Une bagatelle de discussion entre un garde du corps et un chevau-léger de la garde avoit commencé cet éloignement il y avoit deux ou trois mois. Le maréchal de Boufflers, impatienté des longs raisonnements du duc de Chevreuse, étoit venu chez moi m’exposer l’affaire et me prier de lui en dire mon sentiment ; et comme dans le vrai il n’y avoit pas ombre de difficulté pour le garde, et que je le dis franchement au maréchal, il voulut que j’en parlasse au duc de Chevreuse. Je le fis et je ne pus le persuader. Dans ce mécontentement que Boufflers prit aussi avec trop d’amertume, vint tout ce qui a été raconté de la disgrâce de Chamillart et du rappel des troupes d’Espagne, où tous deux se trouvèrent d’avis et de partis si opposés.

Le reste de ce voyage de Marly se sentit de la vivacité de cette dernière affaire, et les courtisans remarquèrent en M. de Chevreuse un air d’empressement qui lui étoit entièrement nouveau. Ils s’aperçurent qu’il cherchoit à s’approcher de Mme la duchesse de Bourgogne, et qu’il en étoit bien reçu. Cela n’étoit pas étrange ; elle savoit combien il s’étoit intéressé pour Mgr le duc de Bourgogne pendant la dernière campagne de Flandre par le duc de Beauvilliers et par Mme de Lévi si bien et si libre avec elle ; ce qui l’avoit très favorablement changée pour les deux beaux-frères.
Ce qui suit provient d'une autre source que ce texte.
//! End-to-end session tests: raw frames in, host signals and transport
//! traffic out.

use std::collections::HashMap;
use std::sync::mpsc::Receiver;
use std::sync::{Arc, Mutex};

use uuid::Uuid;

use wristlink_apps::{CodecRegistry, HealthifyCodec};
use wristlink_dispatch::{
    DeviceConfig, DeviceRecord, DeviceSession, DispatchError, Dispatcher, HostSignal,
    IdentityLookup, ReplyTransport, SignalBus, TransportSink,
};
use wristlink_manifest::{KeyManifest, MemoryManifestStore};
use wristlink_protocol::{
    encode_ack, encode_push, AppMessageFrame, BatteryState, NotificationAction, Tuple, TupleValue,
    BATTERY_STATE_CHARGING, BATTERY_STATE_NORMAL, DATALOG_DATA, DATALOG_ITEM_BYTES, DATALOG_OPEN,
    ENDPOINT_APP_LAUNCH, ENDPOINT_APP_MESSAGE, ENDPOINT_BATTERY, ENDPOINT_DATALOG,
    ENDPOINT_NOTIFICATION_ACTION, ENDPOINT_PHONE_CONTROL, ENDPOINT_VERSION,
    NOTIFICATION_ACTION_REPLY, PHONE_CONTROL_RING_START, VERSION_FW_FIELD_LEN,
    VERSION_HW_FIELD_LEN,
};

// ============================================================================
// Collaborator Mocks
// ============================================================================

#[derive(Clone, Default)]
struct RecordingTransport {
    frames: Arc<Mutex<Vec<(u16, Vec<u8>)>>>,
}

impl RecordingTransport {
    fn frames(&self) -> Vec<(u16, Vec<u8>)> {
        self.frames.lock().unwrap().clone()
    }
}

impl TransportSink for RecordingTransport {
    fn send(&self, endpoint: u16, payload: &[u8]) {
        self.frames.lock().unwrap().push((endpoint, payload.to_vec()));
    }
}

#[derive(Clone, Default)]
struct RecordingReplies {
    sent: Arc<Mutex<Vec<(String, String)>>>,
    fail: bool,
}

impl RecordingReplies {
    fn sent(&self) -> Vec<(String, String)> {
        self.sent.lock().unwrap().clone()
    }
}

impl ReplyTransport for RecordingReplies {
    fn send_reply(&self, phone_number: &str, text: &str) -> Result<(), DispatchError> {
        if self.fail {
            return Err(DispatchError::ReplyDelivery("radio unavailable".to_string()));
        }
        self.sent
            .lock()
            .unwrap()
            .push((phone_number.to_string(), text.to_string()));
        Ok(())
    }
}

struct MapLookup(HashMap<u32, String>);

impl IdentityLookup for MapLookup {
    fn lookup(&self, handle: u32) -> Option<String> {
        self.0.get(&handle).cloned()
    }
}

// ============================================================================
// Harness
// ============================================================================

struct Harness {
    session: DeviceSession,
    signals: Receiver<HostSignal>,
    transport: RecordingTransport,
    replies: RecordingReplies,
}

fn harness(config: DeviceConfig, lookup: HashMap<u32, String>, registry: CodecRegistry) -> Harness {
    let (bus, signals) = SignalBus::new();
    let transport = RecordingTransport::default();
    let replies = RecordingReplies::default();

    let dispatcher = Dispatcher::new(
        DeviceRecord::new("Test Watch"),
        config,
        bus,
        Box::new(MapLookup(lookup)),
        Box::new(replies.clone()),
        Box::new(transport.clone()),
    );

    Harness {
        session: DeviceSession::new(dispatcher, registry),
        signals,
        transport,
        replies,
    }
}

fn drain(signals: &Receiver<HostSignal>) -> Vec<HostSignal> {
    signals.try_iter().collect()
}

fn healthify_registry() -> CodecRegistry {
    let mut keys = HashMap::new();
    keys.insert("TEMPERATURE".to_string(), 0u32);
    keys.insert("CONDITIONS".to_string(), 1u32);

    let mut store = MemoryManifestStore::new();
    store.insert(KeyManifest::new(HealthifyCodec::APP_UUID, keys));

    let mut registry = CodecRegistry::new();
    registry.register(Box::new(HealthifyCodec::new(
        HealthifyCodec::APP_UUID,
        &store,
    )));
    registry
}

// ============================================================================
// Frame Builders
// ============================================================================

fn version_frame(firmware: &str, model: &str) -> Vec<u8> {
    let mut payload = vec![0u8; VERSION_FW_FIELD_LEN + VERSION_HW_FIELD_LEN];
    payload[..firmware.len()].copy_from_slice(firmware.as_bytes());
    payload[VERSION_FW_FIELD_LEN..VERSION_FW_FIELD_LEN + model.len()]
        .copy_from_slice(model.as_bytes());
    payload
}

fn battery_frame(level: u8, state: u8) -> Vec<u8> {
    vec![level, state, 0]
}

fn reply_frame(handle: u32, number: Option<&str>, reply: &str) -> Vec<u8> {
    let mut payload = vec![NOTIFICATION_ACTION_REPLY];
    payload.extend_from_slice(&handle.to_le_bytes());
    let mut flags = 0x02u8;
    if number.is_some() {
        flags |= 0x01;
    }
    payload.push(flags);
    if let Some(number) = number {
        payload.extend_from_slice(number.as_bytes());
        payload.push(0);
    }
    payload.extend_from_slice(reply.as_bytes());
    payload.push(0);
    payload
}

fn datalog_open_frame(id: u8, uuid: Uuid, tag: u32, item_size: u16) -> Vec<u8> {
    let mut frame = vec![DATALOG_OPEN, id];
    frame.extend_from_slice(uuid.as_bytes());
    frame.extend_from_slice(&1_700_000_000u32.to_le_bytes());
    frame.extend_from_slice(&tag.to_le_bytes());
    frame.push(DATALOG_ITEM_BYTES);
    frame.extend_from_slice(&item_size.to_le_bytes());
    frame
}

fn datalog_data_frame(id: u8, chunk: &[u8]) -> Vec<u8> {
    let mut frame = vec![DATALOG_DATA, id];
    frame.extend_from_slice(&0u32.to_le_bytes());
    frame.extend_from_slice(chunk);
    frame
}

// ============================================================================
// Tests
// ============================================================================

#[test]
fn test_version_frame_updates_device_record() {
    let mut h = harness(DeviceConfig::default(), HashMap::new(), CodecRegistry::new());

    h.session
        .handle_frame(ENDPOINT_VERSION, &version_frame("v4.3", "basalt"));

    assert_eq!(drain(&h.signals), vec![HostSignal::DeviceInfoChanged]);
    assert_eq!(h.session.device().firmware_version.as_deref(), Some("v4.3"));
    assert_eq!(h.session.device().hardware_model.as_deref(), Some("basalt"));
}

#[test]
fn test_low_battery_raised_only_when_not_charging() {
    let mut h = harness(DeviceConfig::default(), HashMap::new(), CodecRegistry::new());

    // Below threshold and Normal: the notice is raised.
    h.session
        .handle_frame(ENDPOINT_BATTERY, &battery_frame(5, BATTERY_STATE_NORMAL));
    let signals = drain(&h.signals);
    assert!(matches!(
        signals[0],
        HostSignal::LowBatteryRaised { level_percent: 5, .. }
    ));
    assert_eq!(signals[1], HostSignal::DeviceInfoChanged);

    // Same level while charging: the notice is cleared, never raised.
    h.session
        .handle_frame(ENDPOINT_BATTERY, &battery_frame(5, BATTERY_STATE_CHARGING));
    let signals = drain(&h.signals);
    assert_eq!(signals[0], HostSignal::LowBatteryCleared);
    assert_eq!(signals[1], HostSignal::DeviceInfoChanged);
    assert_eq!(h.session.device().battery_state, BatteryState::Charging);
    assert_eq!(h.session.device().battery_level, Some(5));
}

#[test]
fn test_reply_with_successful_lookup_submits_with_suffix() {
    let config = DeviceConfig {
        reply_suffix: Some(" - Sent from my watch".to_string()),
        ..DeviceConfig::default()
    };
    let mut lookup = HashMap::new();
    lookup.insert(99u32, "+491701234567".to_string());
    let mut h = harness(config, lookup, CodecRegistry::new());

    h.session.handle_frame(
        ENDPOINT_NOTIFICATION_ACTION,
        &reply_frame(99, None, "On my way"),
    );

    assert_eq!(
        h.replies.sent(),
        vec![(
            "+491701234567".to_string(),
            "On my way - Sent from my watch".to_string()
        )]
    );
    assert_eq!(
        drain(&h.signals),
        vec![HostSignal::ReplyDelivered {
            phone_number: "+491701234567".to_string()
        }]
    );
}

#[test]
fn test_reply_with_failed_lookup_falls_back_to_host() {
    let mut h = harness(DeviceConfig::default(), HashMap::new(), CodecRegistry::new());

    h.session.handle_frame(
        ENDPOINT_NOTIFICATION_ACTION,
        &reply_frame(42, None, "On my way"),
    );

    assert!(h.replies.sent().is_empty());
    assert_eq!(
        drain(&h.signals),
        vec![HostSignal::NotificationAction {
            action: NotificationAction::Reply,
            handle: 42,
            reply: Some("On my way".to_string()),
        }]
    );
}

#[test]
fn test_empty_suffix_is_not_appended() {
    let config = DeviceConfig {
        reply_suffix: Some(String::new()),
        ..DeviceConfig::default()
    };
    let mut lookup = HashMap::new();
    lookup.insert(7u32, "+15550000".to_string());
    let mut h = harness(config, lookup, CodecRegistry::new());

    h.session
        .handle_frame(ENDPOINT_NOTIFICATION_ACTION, &reply_frame(7, None, "ok"));

    assert_eq!(
        h.replies.sent(),
        vec![("+15550000".to_string(), "ok".to_string())]
    );
}

#[test]
fn test_reply_submission_failure_is_swallowed() {
    let (bus, signals) = SignalBus::new();
    let transport = RecordingTransport::default();
    let replies = RecordingReplies {
        sent: Arc::default(),
        fail: true,
    };
    let mut lookup = HashMap::new();
    lookup.insert(3u32, "+15552222".to_string());

    let dispatcher = Dispatcher::new(
        DeviceRecord::new("Test Watch"),
        DeviceConfig::default(),
        bus,
        Box::new(MapLookup(lookup)),
        Box::new(replies.clone()),
        Box::new(transport.clone()),
    );
    let mut session = DeviceSession::new(dispatcher, CodecRegistry::new());

    session.handle_frame(ENDPOINT_NOTIFICATION_ACTION, &reply_frame(3, None, "hi"));

    // The failure surfaces as a signal, not a crash or a retry.
    assert_eq!(
        drain(&signals),
        vec![HostSignal::ReplyFailed {
            phone_number: "+15552222".to_string()
        }]
    );
    assert!(replies.sent().is_empty());
}

#[test]
fn test_attached_number_skips_lookup() {
    let mut h = harness(DeviceConfig::default(), HashMap::new(), CodecRegistry::new());

    h.session.handle_frame(
        ENDPOINT_NOTIFICATION_ACTION,
        &reply_frame(1, Some("+15551111"), "yes"),
    );

    assert_eq!(
        h.replies.sent(),
        vec![("+15551111".to_string(), "yes".to_string())]
    );
}

#[test]
fn test_app_message_push_is_acked_and_resolved() {
    let mut h = harness(DeviceConfig::default(), HashMap::new(), healthify_registry());

    let tuples = [
        Tuple::new(0, TupleValue::Int(19)),
        Tuple::new(777, TupleValue::Uint(1)), // unknown key, ignored
    ];
    let push = encode_push(3, HealthifyCodec::APP_UUID, &tuples).unwrap();
    h.session.handle_frame(ENDPOINT_APP_MESSAGE, &push);

    // The push was acknowledged on the wire.
    let frames = h.transport.frames();
    assert_eq!(frames, vec![(ENDPOINT_APP_MESSAGE, encode_ack(3))]);

    // Only the resolvable field survives; no failure anywhere.
    let signals = drain(&h.signals);
    assert_eq!(signals.len(), 1);
    match &signals[0] {
        HostSignal::AppMessageReceived { uuid, fields } => {
            assert_eq!(*uuid, HealthifyCodec::APP_UUID);
            assert_eq!(fields.len(), 1);
            assert_eq!(fields[0].name, "TEMPERATURE");
            assert_eq!(fields[0].value, TupleValue::Int(19));
        }
        other => panic!("unexpected signal: {:?}", other),
    }
}

#[test]
fn test_sleep_datalog_session_produces_sleep_signal() {
    let mut h = harness(DeviceConfig::default(), HashMap::new(), CodecRegistry::new());
    let uuid = Uuid::from_u128(7);

    h.session
        .handle_frame(ENDPOINT_DATALOG, &datalog_open_frame(1, uuid, 83, 13));

    let mut item = Vec::new();
    item.extend_from_slice(&1000u32.to_le_bytes());
    item.extend_from_slice(&2000u32.to_le_bytes());
    item.extend_from_slice(&500u32.to_le_bytes());
    item.push(1);
    h.session
        .handle_frame(ENDPOINT_DATALOG, &datalog_data_frame(1, &item));

    let signals = drain(&h.signals);
    assert_eq!(
        signals,
        vec![HostSignal::SleepDataReady {
            window_start: 1000,
            window_end: 2000,
            base_timestamp: 500,
            alarm_fired: true,
        }]
    );

    // Both datalog messages were acknowledged.
    let frames = h.transport.frames();
    assert_eq!(frames.len(), 2);
    assert!(frames.iter().all(|(endpoint, _)| *endpoint == ENDPOINT_DATALOG));
}

#[test]
fn test_find_phone_frame_opens_surface() {
    let mut h = harness(DeviceConfig::default(), HashMap::new(), CodecRegistry::new());

    h.session
        .handle_frame(ENDPOINT_PHONE_CONTROL, &[PHONE_CONTROL_RING_START]);
    assert_eq!(drain(&h.signals), vec![HostSignal::OpenFindPhone]);
}

#[test]
fn test_start_app_sends_launch_frame() {
    let mut h = harness(DeviceConfig::default(), HashMap::new(), healthify_registry());

    h.session.start_app(HealthifyCodec::APP_UUID);

    let frames = h.transport.frames();
    assert_eq!(frames.len(), 1);
    assert_eq!(frames[0].0, ENDPOINT_APP_LAUNCH);
    assert!(AppMessageFrame::decode(&frames[0].1).is_ok());
}

#[test]
fn test_send_key_values_round_trips_through_device() {
    let mut h = harness(DeviceConfig::default(), HashMap::new(), healthify_registry());

    h.session
        .send_key_values(
            HealthifyCodec::APP_UUID,
            &[("TEMPERATURE", TupleValue::Int(23))],
        )
        .unwrap();

    // Feed the encoded frame back in as if the device echoed it: the
    // semantic fields come out unchanged.
    let frames = h.transport.frames();
    let (endpoint, payload) = &frames[0];
    h.session.handle_frame(*endpoint, payload);

    let signals = drain(&h.signals);
    match &signals[0] {
        HostSignal::AppMessageReceived { fields, .. } => {
            assert_eq!(fields.len(), 1);
            assert_eq!(fields[0].name, "TEMPERATURE");
            assert_eq!(fields[0].value, TupleValue::Int(23));
        }
        other => panic!("unexpected signal: {:?}", other),
    }
}

#[test]
fn test_malformed_frame_is_swallowed() {
    let mut h = harness(DeviceConfig::default(), HashMap::new(), CodecRegistry::new());

    // Truncated battery report and an unknown endpoint: both dropped, the
    // session keeps running.
    h.session.handle_frame(ENDPOINT_BATTERY, &[50]);
    h.session.handle_frame(4242, &[1, 2, 3]);
    assert!(drain(&h.signals).is_empty());

    h.session
        .handle_frame(ENDPOINT_BATTERY, &battery_frame(80, BATTERY_STATE_NORMAL));
    let signals = drain(&h.signals);
    assert_eq!(signals[0], HostSignal::LowBatteryCleared);
    assert_eq!(signals[1], HostSignal::DeviceInfoChanged);
}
Un soir entre autres qu’elle s’amusoit dans le salon à s’instruire du hoca [1], Mme de Beauvilliers lui dit que M. de Chevreuse le savoit très bien pour y avoir beaucoup joué autrefois. Là-dessus la princesse l’appela, et il demeura jusqu’à une heure après minuit dans le salon à le lui

  1. Jeu de hasard qui avait été introduit en France par le cardinal Mazarin. C’était une espèce de loterie.